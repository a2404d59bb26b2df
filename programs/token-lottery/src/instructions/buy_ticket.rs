use anchor_lang::prelude::*;
use anchor_spl::token_interface::{self, Mint, TokenAccount, TokenInterface, TransferChecked};

use crate::constants::*;
use crate::error::LotteryError;
use crate::events::TicketPurchased;
use crate::state::TokenPool;

/// Accounts required to buy lottery tickets.
/// Handles:
/// - Ticket ledger update
/// - Payment transfer into the pool's vault
#[derive(Accounts)]
pub struct BuyTicket<'info> {
    /// The account paying for the tickets and holding them afterwards.
    #[account(mut)]
    pub buyer: Signer<'info>,

    /// The settlement token the tickets are paid in.
    #[account(mint::token_program = token_program)]
    pub mint: Box<InterfaceAccount<'info, Mint>>,

    /// TokenPool state account tracking the tickets of this mint.
    /// CHECK: address checked by seeds, decoded in the handler so unknown
    /// mints report `UnsupportedToken`.
    #[account(
        mut,
        seeds = [TOKEN_POOL_SEED, mint.key().as_ref()],
        bump,
    )]
    pub token_pool: UncheckedAccount<'info>,

    /// Vault receiving the payment. Created with the pool by
    /// `add_supported_token`; the token program checks its mint.
    /// CHECK: address checked by seeds.
    #[account(
        mut,
        seeds = [VAULT_SEED, mint.key().as_ref()],
        bump,
    )]
    pub vault: UncheckedAccount<'info>,

    /// Source of the payment, owned by the buyer.
    #[account(
        mut,
        token::mint = mint,
        token::authority = buyer,
        token::token_program = token_program,
    )]
    pub buyer_token_account: Box<InterfaceAccount<'info, TokenAccount>>,

    /// Token program interface
    pub token_program: Interface<'info, TokenInterface>,
}

/// Buys `ticket_count` tickets for `amount` base units.
///
/// Steps performed:
/// 1. Check the mint is supported, the quantity and the exact amount.
/// 2. Append one ledger entry per ticket for the buyer.
/// 3. Transfer `amount` from the buyer to the pool's vault.
///
/// The ledger is updated before the transfer CPI; a failed transfer aborts
/// the whole instruction.
pub fn process_buy_ticket(ctx: Context<BuyTicket>, amount: u64, ticket_count: u32) -> Result<()> {
    let buyer = ctx.accounts.buyer.key();
    let mint = ctx.accounts.mint.key();

    let mut token_pool =
        TokenPool::load(&ctx.accounts.token_pool)?.ok_or(LotteryError::UnsupportedToken)?;
    token_pool.record_purchase(buyer, amount, ticket_count)?;
    token_pool.store(&ctx.accounts.token_pool)?;
    let total_tickets = token_pool.entries.len() as u32;

    token_interface::transfer_checked(
        CpiContext::new(
            ctx.accounts.token_program.to_account_info(),
            TransferChecked {
                from: ctx.accounts.buyer_token_account.to_account_info(),
                mint: ctx.accounts.mint.to_account_info(),
                to: ctx.accounts.vault.to_account_info(),
                authority: ctx.accounts.buyer.to_account_info(),
            },
        ),
        amount,
        ctx.accounts.mint.decimals,
    )?;

    msg!("Tickets bought: {} for {}", ticket_count, buyer);
    msg!("Ticket num: {}", total_tickets);

    emit!(TicketPurchased {
        mint,
        buyer,
        ticket_count,
        amount,
        total_tickets,
    });
    Ok(())
}
//! Winner selection.
//!
//! Selection is a pure function of the ticket ledger and 32 bytes of
//! entropy, so clients can reproduce it before submitting `sort` and pass
//! the winners' token accounts in the right order.

use anchor_lang::prelude::*;
use solana_program::hash::{hash, hashv};

use crate::constants::DRAW_DOMAIN;
use crate::error::LotteryError;

/// Entropy of one draw: the owner's seed, the mint, the round being closed
/// and the revealed oracle value (zeroed when no oracle is committed).
pub fn draw_entropy(seed: &[u8], mint: &Pubkey, round: u64, revealed: &[u8; 32]) -> [u8; 32] {
    hashv(&[DRAW_DOMAIN, seed, mint.as_ref(), &round.to_le_bytes(), revealed.as_ref()]).to_bytes()
}

/// Value stored by `commit_randomness` and checked against the seed given to `sort`.
pub fn seed_commitment(seed: &[u8]) -> [u8; 32] {
    hash(seed).to_bytes()
}

/// Picks `winners_count` distinct owners from `entries`.
///
/// Each pick draws uniformly among the remaining tickets, so an owner's odds
/// grow with the tickets it holds. Once an owner wins, all of its tickets
/// leave the candidate set.
pub fn select_winners(
    entries: &[Pubkey],
    winners_count: usize,
    entropy: &[u8; 32],
) -> Result<Vec<Pubkey>> {
    require!(
        winners_count > 0 && entries.len() >= winners_count,
        LotteryError::InsufficientParticipants
    );

    let mut candidates: Vec<usize> = (0..entries.len()).collect();
    let mut winners = Vec::with_capacity(winners_count);
    let mut pick: u64 = 0;

    while winners.len() < winners_count {
        require!(!candidates.is_empty(), LotteryError::InsufficientParticipants);

        let slot = (random_word(entropy, pick) % candidates.len() as u64) as usize;
        let winner = entries[candidates[slot]];
        candidates.retain(|&index| entries[index] != winner);
        winners.push(winner);
        pick += 1;
    }

    Ok(winners)
}

fn random_word(entropy: &[u8; 32], pick: u64) -> u64 {
    let digest = hashv(&[entropy.as_ref(), &pick.to_le_bytes()]).to_bytes();
    let mut word = [0u8; 8];
    word.copy_from_slice(&digest[..8]);
    u64::from_le_bytes(word)
}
• • • •
Retype the data in full and match it exactly.

repository a2404d59bb26b2df
filename programs/token-lottery/src/instructions/buy_ticket.rs
use anchor_lang::prelude::*;
use anchor_spl::token_interface::{self, Mint, TokenAccount, TokenInterface, TransferChecked};

use crate::constants::*;
use crate::error::LotteryError;
use crate::events::TicketPurchased;
use crate::state::TokenPool;

/// Accounts required to buy lottery tickets.
/// Handles:
/// - Ticket ledger update
/// - Payment transfer into the pool's vault
#[derive(Accounts)]
pub struct BuyTicket<'info> {
    /// The account paying for the tickets and holding them afterwards.
    #[account(mut)]
    pub buyer: Signer<'info>,

    /// The settlement token the tickets are paid in.
    #[account(mint::token_program = token_program)]
    pub mint: Box<InterfaceAccount<'info, Mint>>,

    /// TokenPool state account tracking the tickets of this mint.
    /// CHECK: address checked by seeds, decoded in the handler so unknown
    /// mints report `UnsupportedToken`.
    #[account(
        mut,
        seeds = [TOKEN_POOL_SEED, mint.key().as_ref()],
        bump,
    )]
    pub token_pool: UncheckedAccount<'info>,

    /// Vault receiving the payment. Created with the pool by
    /// `add_supported_token`; the token program checks its mint.
    /// CHECK: address checked by seeds.
    #[account(
        mut,
        seeds = [VAULT_SEED, mint.key().as_ref()],
        bump,
    )]
    pub vault: UncheckedAccount<'info>,

    /// Source of the payment, owned by the buyer.
    #[account(
        mut,
        token::mint = mint,
        token::authority = buyer,
        token::token_program = token_program,
    )]
    pub buyer_token_account: Box<InterfaceAccount<'info, TokenAccount>>,

    /// Token program interface
    pub token_program: Interface<'info, TokenInterface>,
}

/// Buys `ticket_count` tickets for `amount` base units.
///
/// Steps performed:
/// 1. Check the mint is supported, the quantity and the exact amount.
/// 2. Append one ledger entry per ticket for the buyer.
/// 3. Transfer `amount` from the buyer to the pool's vault.
///
/// The ledger is updated before the transfer CPI; a failed transfer aborts
/// the whole instruction.
pub fn process_buy_ticket(ctx: Context<BuyTicket>, amount: u64, ticket_count: u32) -> Result<()> {
    let buyer = ctx.accounts.buyer.key();
    let mint = ctx.accounts.mint.key();

    let mut token_pool =
        TokenPool::load(&ctx.accounts.token_pool)?.ok_or(LotteryError::UnsupportedToken)?;
    token_pool.record_purchase(buyer, amount, ticket_count)?;
    token_pool.store(&ctx.accounts.token_pool)?;
    let total_tickets = token_pool.entries.len() as u32;

    token_interface::transfer_checked(
        CpiContext::new(
            ctx.accounts.token_program.to_account_info(),
            TransferChecked {
                from: ctx.accounts.buyer_token_account.to_account_info(),
                mint: ctx.accounts.mint.to_account_info(),
                to: ctx.accounts.vault.to_account_info(),
                authority: ctx.accounts.buyer.to_account_info(),
            },
        ),
        amount,
        ctx.accounts.mint.decimals,
    )?;

    msg!("Tickets bought: {} for {}", ticket_count, buyer);
    msg!("Ticket num: {}", total_tickets);

    emit!(TicketPurchased {
        mint,
        buyer,
        ticket_count,
        amount,
        total_tickets,
    });
    Ok(())
}
//! Winner selection.
//!
//! Selection is a pure function of the ticket ledger and 32 bytes of
//! entropy, so clients can reproduce it before submitting `sort` and pass
//! the winners' token accounts in the right order.

use anchor_lang::prelude::*;
use solana_program::hash::{hash, hashv};

use crate::constants::DRAW_DOMAIN;
use crate::error::LotteryError;

/// Entropy of one draw: the owner's seed, the mint, the round being closed
/// and the revealed oracle value (zeroed when no oracle is committed).
pub fn draw_entropy(seed: &[u8], mint: &Pubkey, round: u64, revealed: &[u8; 32]) -> [u8; 32] {
    hashv(&[DRAW_DOMAIN, seed, mint.as_ref(), &round.to_le_bytes(), revealed.as_ref()]).to_bytes()
}

/// Value stored by `commit_randomness` and checked against the seed given to `sort`.
pub fn seed_commitment(seed: &[u8]) -> [u8; 32] {
    hash(seed).to_bytes()
}

/// Picks `winners_count` distinct owners from `entries`.
///
/// Each pick draws uniformly among the remaining tickets, so an owner's odds
/// grow with the tickets it holds. Once an owner wins, all of its tickets
/// leave the candidate set.
pub fn select_winners(
    entries: &[Pubkey],
    winners_count: usize,
    entropy: &[u8; 32],
) -> Result<Vec<Pubkey>> {
    require!(
        winners_count > 0 && entries.len() >= winners_count,
        LotteryError::InsufficientParticipants
    );

    let mut candidates: Vec<usize> = (0..entries.len()).collect();
    let mut winners = Vec::with_capacity(winners_count);
    let mut pick: u64 = 0;

    while winners.len() < winners_count {
        require!(!candidates.is_empty(), LotteryError::InsufficientParticipants);

        let slot = (random_word(entropy, pick) % candidates.len() as u64) as usize;
        let winner = entries[candidates[slot]];
        candidates.retain(|&index| entries[index] != winner);
        winners.push(winner);
        pick += 1;
    }

    Ok(winners)
}

fn random_word(entropy: &[u8; 32], pick: u64) -> u64 {
    let digest = hashv(&[entropy.as_ref(), &pick.to_le_bytes()]).to_bytes();
    let mut word = [0u8; 8];
    word.copy_from_slice(&digest[..8]);
    u64::from_le_bytes(word)
}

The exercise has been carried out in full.